[Extracted data entries]
=== Begin Enclosure ===

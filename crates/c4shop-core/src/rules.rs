//! Structural rules a workspace must satisfy.
//!
//! Building through [`Model`](crate::Model) and [`ViewSet`](crate::ViewSet)
//! upholds these already; [`validate`] exists for documents read back from
//! disk, where nothing guarantees them.

use std::collections::HashSet;

use crate::error::ModelError;
use crate::model::{ElementKind, Model};
use crate::views::ViewSet;
use crate::Workspace;

pub fn validate(workspace: &Workspace) -> Result<(), ModelError> {
    validate_model(&workspace.model)?;
    validate_views(&workspace.model, &workspace.views)
}

fn validate_model(model: &Model) -> Result<(), ModelError> {
    for (slot, element) in model.elements.iter().enumerate() {
        if element.id.slot() != Some(slot) {
            return Err(ModelError::Inconsistent(format!(
                "element '{}' has id {} at position {}",
                element.name,
                element.id,
                slot + 1
            )));
        }
        match (element.kind, element.parent_id) {
            (ElementKind::Container, Some(parent)) => {
                let system = model
                    .element(parent)
                    .ok_or(ModelError::UnknownElement(parent))?;
                if system.kind != ElementKind::SoftwareSystem {
                    return Err(ModelError::InvalidParent(parent, system.kind));
                }
                if system.is_external() {
                    return Err(ModelError::ExternalParent(system.name.clone()));
                }
            }
            (ElementKind::Container, None) => {
                return Err(ModelError::Inconsistent(format!(
                    "container '{}' has no parent system",
                    element.name
                )));
            }
            (kind, Some(_)) => {
                return Err(ModelError::Inconsistent(format!(
                    "{} '{}' must be top-level",
                    kind, element.name
                )));
            }
            (_, None) => {}
        }
    }

    for (slot, rel) in model.relationships.iter().enumerate() {
        if rel.id.slot() != Some(slot) {
            return Err(ModelError::Inconsistent(format!(
                "relationship id {} at position {}",
                rel.id,
                slot + 1
            )));
        }
        for endpoint in [rel.source_id, rel.destination_id] {
            if model.element(endpoint).is_none() {
                return Err(ModelError::UnknownElement(endpoint));
            }
        }
    }
    Ok(())
}

fn validate_views(model: &Model, views: &ViewSet) -> Result<(), ModelError> {
    let mut keys = HashSet::new();
    for view in views.views() {
        if !keys.insert(view.key.as_str()) {
            return Err(ModelError::DuplicateViewKey(view.key.clone()));
        }
        let system = model
            .element(view.software_system_id)
            .ok_or(ModelError::UnknownElement(view.software_system_id))?;
        if system.kind != ElementKind::SoftwareSystem {
            return Err(ModelError::NotPermittedInView {
                key: view.key.clone(),
                kind: system.kind,
                name: system.name.clone(),
            });
        }
        let mut listed = HashSet::new();
        for id in view.elements() {
            if !listed.insert(*id) {
                return Err(ModelError::Inconsistent(format!(
                    "view '{}' lists element {} twice",
                    view.key, id
                )));
            }
            let element = model.element(*id).ok_or(ModelError::UnknownElement(*id))?;
            if !view.permits(element) {
                return Err(ModelError::NotPermittedInView {
                    key: view.key.clone(),
                    kind: element.kind,
                    name: element.name.clone(),
                });
            }
        }
        for id in view.relationships() {
            let rel = model
                .relationship(*id)
                .ok_or(ModelError::UnknownRelationship(*id))?;
            if !view.contains(rel.source_id) || !view.contains(rel.destination_id) {
                return Err(ModelError::Inconsistent(format!(
                    "view '{}' shows relationship {} without both endpoints",
                    view.key, id
                )));
            }
        }
        // Every model relationship between shown elements, in model order.
        let expected = model
            .relationships()
            .filter(|r| view.contains(r.source_id) && view.contains(r.destination_id))
            .map(|r| r.id);
        if !expected.eq(view.relationships().iter().copied()) {
            return Err(ModelError::Inconsistent(format!(
                "view '{}' relationships do not match its elements",
                view.key
            )));
        }
    }
    Ok(())
}

#[cfg(test)]
mod tests {
    use super::*;
    use crate::model::Location;

    fn workspace() -> Workspace {
        let mut ws = Workspace::new("Shop", "");
        let user = ws.model.add_person(Location::External, "User", "");
        let shop = ws
            .model
            .add_software_system(Location::Internal, "Shop", "");
        let web = ws.model.add_container(shop, "Web", "", "").unwrap();
        ws.model.add_relationship(user, web, "uses", "").unwrap();
        let view = ws
            .views
            .create_container_view(&ws.model, shop, "Containers", "")
            .unwrap();
        view.add_all_containers(&ws.model).unwrap();
        view.add_all_influencers(&ws.model).unwrap();
        ws
    }

    #[test]
    fn assembled_workspace_is_valid() {
        assert_eq!(validate(&workspace()), Ok(()));
    }

    #[test]
    fn dangling_relationship_is_rejected() {
        let mut ws = workspace();
        let missing: crate::ElementId = serde_json::from_str("99").unwrap();
        ws.model.relationships[0].destination_id = missing;
        assert_eq!(validate(&ws), Err(ModelError::UnknownElement(missing)));
    }

    #[test]
    fn orphan_container_is_rejected() {
        let mut ws = workspace();
        ws.model.elements[2].parent_id = None;
        assert!(matches!(validate(&ws), Err(ModelError::Inconsistent(_))));
    }

    #[test]
    fn duplicate_view_key_is_rejected() {
        let mut ws = workspace();
        let copy = ws.views.views[0].clone();
        ws.views.views.push(copy);
        assert_eq!(
            validate(&ws),
            Err(ModelError::DuplicateViewKey("Containers".into()))
        );
    }

    #[test]
    fn element_listed_twice_is_rejected() {
        let mut ws = workspace();
        let web = ws.views.views[0].elements[0];
        ws.views.views[0].elements.push(web);
        assert_eq!(
            validate(&ws),
            Err(ModelError::Inconsistent("view 'Containers' lists element 3 twice".into()))
        );
    }

    #[test]
    fn missing_view_relationship_is_rejected() {
        let mut ws = workspace();
        ws.views.views[0].relationships.clear();
        assert_eq!(
            validate(&ws),
            Err(ModelError::Inconsistent(
                "view 'Containers' relationships do not match its elements".into()
            ))
        );
    }

    #[test]
    fn view_relationships_out_of_model_order_are_rejected() {
        let mut ws = workspace();
        let shop = ws.model.elements[1].id;
        let api = ws.model.add_container(shop, "Api", "", "").unwrap();
        let web = ws.model.elements[2].id;
        ws.model.add_relationship(web, api, "calls", "").unwrap();
        let view = &mut ws.views.views[0];
        view.add(&ws.model, api).unwrap();
        assert_eq!(validate(&ws), Ok(()));

        ws.views.views[0].relationships.reverse();
        assert!(matches!(validate(&ws), Err(ModelError::Inconsistent(_))));
    }
}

=== End Enclosure ===

Task to complete:
Look above for lines with the word "ViewSet" and copy them all.

Output:
//! Building through [`Model`](crate::Model) and [`ViewSet`](crate::ViewSet)
use crate::views::ViewSet;
fn validate_views(model: &Model, views: &ViewSet) -> Result<(), ModelError> {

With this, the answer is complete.